WHAT YOU HAVE TO DO: Each line below must be written out exactly as shown.

DATA:
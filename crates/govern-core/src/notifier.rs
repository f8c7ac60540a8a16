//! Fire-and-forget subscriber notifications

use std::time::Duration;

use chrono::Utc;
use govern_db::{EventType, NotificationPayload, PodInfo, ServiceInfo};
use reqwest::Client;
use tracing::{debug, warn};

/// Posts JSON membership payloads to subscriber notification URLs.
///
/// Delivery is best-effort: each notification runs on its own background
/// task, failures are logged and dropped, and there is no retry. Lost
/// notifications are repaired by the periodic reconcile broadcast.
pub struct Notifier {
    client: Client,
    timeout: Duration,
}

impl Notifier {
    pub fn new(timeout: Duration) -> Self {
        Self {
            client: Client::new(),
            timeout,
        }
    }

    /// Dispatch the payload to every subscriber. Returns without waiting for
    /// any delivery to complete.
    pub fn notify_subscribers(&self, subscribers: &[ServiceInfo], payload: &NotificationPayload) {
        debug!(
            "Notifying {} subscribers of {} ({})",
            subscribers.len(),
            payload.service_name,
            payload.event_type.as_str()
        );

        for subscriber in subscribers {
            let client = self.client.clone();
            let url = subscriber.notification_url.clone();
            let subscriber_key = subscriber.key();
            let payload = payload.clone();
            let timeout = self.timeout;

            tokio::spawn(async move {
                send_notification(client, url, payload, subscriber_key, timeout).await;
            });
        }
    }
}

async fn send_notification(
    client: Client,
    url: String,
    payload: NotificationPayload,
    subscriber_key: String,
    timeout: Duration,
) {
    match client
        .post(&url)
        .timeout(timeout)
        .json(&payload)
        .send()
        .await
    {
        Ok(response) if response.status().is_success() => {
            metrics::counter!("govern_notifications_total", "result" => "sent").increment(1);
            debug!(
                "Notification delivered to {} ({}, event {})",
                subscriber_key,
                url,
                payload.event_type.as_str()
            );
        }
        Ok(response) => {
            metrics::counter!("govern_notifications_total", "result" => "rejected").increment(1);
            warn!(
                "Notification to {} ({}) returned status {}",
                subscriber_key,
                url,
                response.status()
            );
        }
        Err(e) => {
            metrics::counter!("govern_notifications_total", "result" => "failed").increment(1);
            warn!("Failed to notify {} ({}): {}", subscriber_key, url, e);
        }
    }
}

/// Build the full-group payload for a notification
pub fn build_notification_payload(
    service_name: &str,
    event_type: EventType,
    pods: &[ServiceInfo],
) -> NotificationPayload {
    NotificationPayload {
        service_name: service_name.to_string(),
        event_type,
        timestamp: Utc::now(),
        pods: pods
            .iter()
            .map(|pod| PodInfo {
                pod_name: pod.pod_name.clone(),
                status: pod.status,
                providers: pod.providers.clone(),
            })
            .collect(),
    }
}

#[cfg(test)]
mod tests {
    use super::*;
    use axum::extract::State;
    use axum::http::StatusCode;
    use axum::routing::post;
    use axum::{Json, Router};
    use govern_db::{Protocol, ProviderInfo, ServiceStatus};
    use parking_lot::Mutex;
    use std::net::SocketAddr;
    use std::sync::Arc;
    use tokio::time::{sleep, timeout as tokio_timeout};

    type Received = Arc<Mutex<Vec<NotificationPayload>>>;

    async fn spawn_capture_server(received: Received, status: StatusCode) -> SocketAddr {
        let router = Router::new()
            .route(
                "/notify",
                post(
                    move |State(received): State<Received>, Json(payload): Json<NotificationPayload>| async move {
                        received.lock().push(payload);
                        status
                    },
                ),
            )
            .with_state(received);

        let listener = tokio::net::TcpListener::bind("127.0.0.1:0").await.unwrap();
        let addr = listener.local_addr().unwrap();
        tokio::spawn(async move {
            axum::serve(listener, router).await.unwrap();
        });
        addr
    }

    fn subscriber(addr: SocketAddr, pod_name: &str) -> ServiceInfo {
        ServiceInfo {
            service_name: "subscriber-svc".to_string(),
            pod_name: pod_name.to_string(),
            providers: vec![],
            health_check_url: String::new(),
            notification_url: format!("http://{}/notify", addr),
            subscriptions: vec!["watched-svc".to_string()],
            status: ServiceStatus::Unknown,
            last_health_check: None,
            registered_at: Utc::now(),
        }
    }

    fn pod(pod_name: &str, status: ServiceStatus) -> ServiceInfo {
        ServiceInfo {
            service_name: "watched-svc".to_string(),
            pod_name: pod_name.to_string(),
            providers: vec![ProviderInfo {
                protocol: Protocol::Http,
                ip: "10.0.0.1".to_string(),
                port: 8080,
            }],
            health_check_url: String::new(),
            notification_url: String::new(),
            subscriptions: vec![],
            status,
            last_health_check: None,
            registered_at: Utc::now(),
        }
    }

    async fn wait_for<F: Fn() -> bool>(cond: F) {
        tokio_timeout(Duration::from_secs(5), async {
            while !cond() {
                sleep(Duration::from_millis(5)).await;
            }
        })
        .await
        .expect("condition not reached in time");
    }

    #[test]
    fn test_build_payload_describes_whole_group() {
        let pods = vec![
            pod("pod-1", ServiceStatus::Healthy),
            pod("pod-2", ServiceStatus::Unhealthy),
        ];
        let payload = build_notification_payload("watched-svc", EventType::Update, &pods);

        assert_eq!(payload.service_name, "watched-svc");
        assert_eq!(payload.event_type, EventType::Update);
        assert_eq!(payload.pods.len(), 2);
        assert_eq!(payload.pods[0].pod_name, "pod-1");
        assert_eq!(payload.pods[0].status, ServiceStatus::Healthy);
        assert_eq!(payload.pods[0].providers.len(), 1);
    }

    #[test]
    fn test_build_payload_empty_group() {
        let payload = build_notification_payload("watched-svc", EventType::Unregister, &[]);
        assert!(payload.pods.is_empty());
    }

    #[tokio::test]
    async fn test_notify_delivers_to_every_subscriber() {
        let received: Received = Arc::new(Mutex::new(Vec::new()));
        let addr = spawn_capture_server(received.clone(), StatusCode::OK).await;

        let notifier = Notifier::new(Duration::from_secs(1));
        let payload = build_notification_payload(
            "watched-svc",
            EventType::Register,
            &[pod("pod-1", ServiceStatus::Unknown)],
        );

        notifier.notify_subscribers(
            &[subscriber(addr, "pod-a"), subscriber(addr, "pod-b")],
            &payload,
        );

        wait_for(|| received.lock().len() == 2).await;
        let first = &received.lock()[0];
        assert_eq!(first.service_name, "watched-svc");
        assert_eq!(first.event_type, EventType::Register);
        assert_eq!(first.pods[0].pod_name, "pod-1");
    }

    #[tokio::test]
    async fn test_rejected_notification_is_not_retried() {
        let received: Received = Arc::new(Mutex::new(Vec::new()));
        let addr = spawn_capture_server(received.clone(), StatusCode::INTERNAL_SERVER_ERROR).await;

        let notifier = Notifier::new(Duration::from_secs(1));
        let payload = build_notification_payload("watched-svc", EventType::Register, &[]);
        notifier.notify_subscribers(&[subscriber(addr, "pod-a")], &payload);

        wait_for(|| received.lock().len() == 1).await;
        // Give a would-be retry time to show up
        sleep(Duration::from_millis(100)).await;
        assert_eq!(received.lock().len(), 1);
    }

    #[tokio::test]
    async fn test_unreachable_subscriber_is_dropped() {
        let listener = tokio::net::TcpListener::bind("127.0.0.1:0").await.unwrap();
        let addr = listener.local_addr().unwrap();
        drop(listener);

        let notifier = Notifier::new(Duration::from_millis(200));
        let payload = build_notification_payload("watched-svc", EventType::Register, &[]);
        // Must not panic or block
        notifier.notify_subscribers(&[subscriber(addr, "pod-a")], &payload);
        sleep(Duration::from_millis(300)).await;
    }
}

WRITTEN RESPONSE:
filename crates/govern-core/src/notifier.rs
repository f8c7ac60540a8a16
//! Fire-and-forget subscriber notifications

use std::time::Duration;

use chrono::Utc;
use govern_db::{EventType, NotificationPayload, PodInfo, ServiceInfo};
use reqwest::Client;
use tracing::{debug, warn};

/// Posts JSON membership payloads to subscriber notification URLs.
///
/// Delivery is best-effort: each notification runs on its own background
/// task, failures are logged and dropped, and there is no retry. Lost
/// notifications are repaired by the periodic reconcile broadcast.
pub struct Notifier {
    client: Client,
    timeout: Duration,
}

impl Notifier {
    pub fn new(timeout: Duration) -> Self {
        Self {
            client: Client::new(),
            timeout,
        }
    }

    /// Dispatch the payload to every subscriber. Returns without waiting for
    /// any delivery to complete.
    pub fn notify_subscribers(&self, subscribers: &[ServiceInfo], payload: &NotificationPayload) {
        debug!(
            "Notifying {} subscribers of {} ({})",
            subscribers.len(),
            payload.service_name,
            payload.event_type.as_str()
        );

        for subscriber in subscribers {
            let client = self.client.clone();
            let url = subscriber.notification_url.clone();
            let subscriber_key = subscriber.key();
            let payload = payload.clone();
            let timeout = self.timeout;

            tokio::spawn(async move {
                send_notification(client, url, payload, subscriber_key, timeout).await;
            });
        }
    }
}

async fn send_notification(
    client: Client,
    url: String,
    payload: NotificationPayload,
    subscriber_key: String,
    timeout: Duration,
) {
    match client
        .post(&url)
        .timeout(timeout)
        .json(&payload)
        .send()
        .await
    {
        Ok(response) if response.status().is_success() => {
            metrics::counter!("govern_notifications_total", "result" => "sent").increment(1);
            debug!(
                "Notification delivered to {} ({}, event {})",
                subscriber_key,
                url,
                payload.event_type.as_str()
            );
        }
        Ok(response) => {
            metrics::counter!("govern_notifications_total", "result" => "rejected").increment(1);
            warn!(
                "Notification to {} ({}) returned status {}",
                subscriber_key,
                url,
                response.status()
            );
        }
        Err(e) => {
            metrics::counter!("govern_notifications_total", "result" => "failed").increment(1);
            warn!("Failed to notify {} ({}): {}", subscriber_key, url, e);
        }
    }
}

/// Build the full-group payload for a notification
pub fn build_notification_payload(
    service_name: &str,
    event_type: EventType,
    pods: &[ServiceInfo],
) -> NotificationPayload {
    NotificationPayload {
        service_name: service_name.to_string(),
        event_type,
        timestamp: Utc::now(),
        pods: pods
            .iter()
            .map(|pod| PodInfo {
                pod_name: pod.pod_name.clone(),
                status: pod.status,
                providers: pod.providers.clone(),
            })
            .collect(),
    }
}

#[cfg(test)]
mod tests {
    use super::*;
    use axum::extract::State;
    use axum::http::StatusCode;
    use axum::routing::post;
    use axum::{Json, Router};
    use govern_db::{Protocol, ProviderInfo, ServiceStatus};
    use parking_lot::Mutex;
    use std::net::SocketAddr;
    use std::sync::Arc;
    use tokio::time::{sleep, timeout as tokio_timeout};

    type Received = Arc<Mutex<Vec<NotificationPayload>>>;

    async fn spawn_capture_server(received: Received, status: StatusCode) -> SocketAddr {
        let router = Router::new()
            .route(
                "/notify",
                post(
                    move |State(received): State<Received>, Json(payload): Json<NotificationPayload>| async move {
                        received.lock().push(payload);
                        status
                    },
                ),
            )
            .with_state(received);

        let listener = tokio::net::TcpListener::bind("127.0.0.1:0").await.unwrap();
        let addr = listener.local_addr().unwrap();
        tokio::spawn(async move {
            axum::serve(listener, router).await.unwrap();
        });
        addr
    }

    fn subscriber(addr: SocketAddr, pod_name: &str) -> ServiceInfo {
        ServiceInfo {
            service_name: "subscriber-svc".to_string(),
            pod_name: pod_name.to_string(),
            providers: vec![],
            health_check_url: String::new(),
            notification_url: format!("http://{}/notify", addr),
            subscriptions: vec!["watched-svc".to_string()],
            status: ServiceStatus::Unknown,
            last_health_check: None,
            registered_at: Utc::now(),
        }
    }

    fn pod(pod_name: &str, status: ServiceStatus) -> ServiceInfo {
        ServiceInfo {
            service_name: "watched-svc".to_string(),
            pod_name: pod_name.to_string(),
            providers: vec![ProviderInfo {
                protocol: Protocol::Http,
                ip: "10.0.0.1".to_string(),
                port: 8080,
            }],
            health_check_url: String::new(),
            notification_url: String::new(),
            subscriptions: vec![],
            status,
            last_health_check: None,
            registered_at: Utc::now(),
        }
    }

    async fn wait_for<F: Fn() -> bool>(cond: F) {
        tokio_timeout(Duration::from_secs(5), async {
            while !cond() {
                sleep(Duration::from_millis(5)).await;
            }
        })
        .await
        .expect("condition not reached in time");
    }

    #[test]
    fn test_build_payload_describes_whole_group() {
        let pods = vec![
            pod("pod-1", ServiceStatus::Healthy),
            pod("pod-2", ServiceStatus::Unhealthy),
        ];
        let payload = build_notification_payload("watched-svc", EventType::Update, &pods);

        assert_eq!(payload.service_name, "watched-svc");
        assert_eq!(payload.event_type, EventType::Update);
        assert_eq!(payload.pods.len(), 2);
        assert_eq!(payload.pods[0].pod_name, "pod-1");
        assert_eq!(payload.pods[0].status, ServiceStatus::Healthy);
        assert_eq!(payload.pods[0].providers.len(), 1);
    }

    #[test]
    fn test_build_payload_empty_group() {
        let payload = build_notification_payload("watched-svc", EventType::Unregister, &[]);
        assert!(payload.pods.is_empty());
    }

    #[tokio::test]
    async fn test_notify_delivers_to_every_subscriber() {
        let received: Received = Arc::new(Mutex::new(Vec::new()));
        let addr = spawn_capture_server(received.clone(), StatusCode::OK).await;

        let notifier = Notifier::new(Duration::from_secs(1));
        let payload = build_notification_payload(
            "watched-svc",
            EventType::Register,
            &[pod("pod-1", ServiceStatus::Unknown)],
        );

        notifier.notify_subscribers(
            &[subscriber(addr, "pod-a"), subscriber(addr, "pod-b")],
            &payload,
        );

        wait_for(|| received.lock().len() == 2).await;
        let first = &received.lock()[0];
        assert_eq!(first.service_name, "watched-svc");
        assert_eq!(first.event_type, EventType::Register);
        assert_eq!(first.pods[0].pod_name, "pod-1");
    }

    #[tokio::test]
    async fn test_rejected_notification_is_not_retried() {
        let received: Received = Arc::new(Mutex::new(Vec::new()));
        let addr = spawn_capture_server(received.clone(), StatusCode::INTERNAL_SERVER_ERROR).await;

        let notifier = Notifier::new(Duration::from_secs(1));
        let payload = build_notification_payload("watched-svc", EventType::Register, &[]);
        notifier.notify_subscribers(&[subscriber(addr, "pod-a")], &payload);

        wait_for(|| received.lock().len() == 1).await;
        // Give a would-be retry time to show up
        sleep(Duration::from_millis(100)).await;
        assert_eq!(received.lock().len(), 1);
    }

    #[tokio::test]
    async fn test_unreachable_subscriber_is_dropped() {
        let listener = tokio::net::TcpListener::bind("127.0.0.1:0").await.unwrap();
        let addr = listener.local_addr().unwrap();
        drop(listener);

        let notifier = Notifier::new(Duration::from_millis(200));
        let payload = build_notification_payload("watched-svc", EventType::Register, &[]);
        // Must not panic or block
        notifier.notify_subscribers(&[subscriber(addr, "pod-a")], &payload);
        sleep(Duration::from_millis(300)).await;
    }
}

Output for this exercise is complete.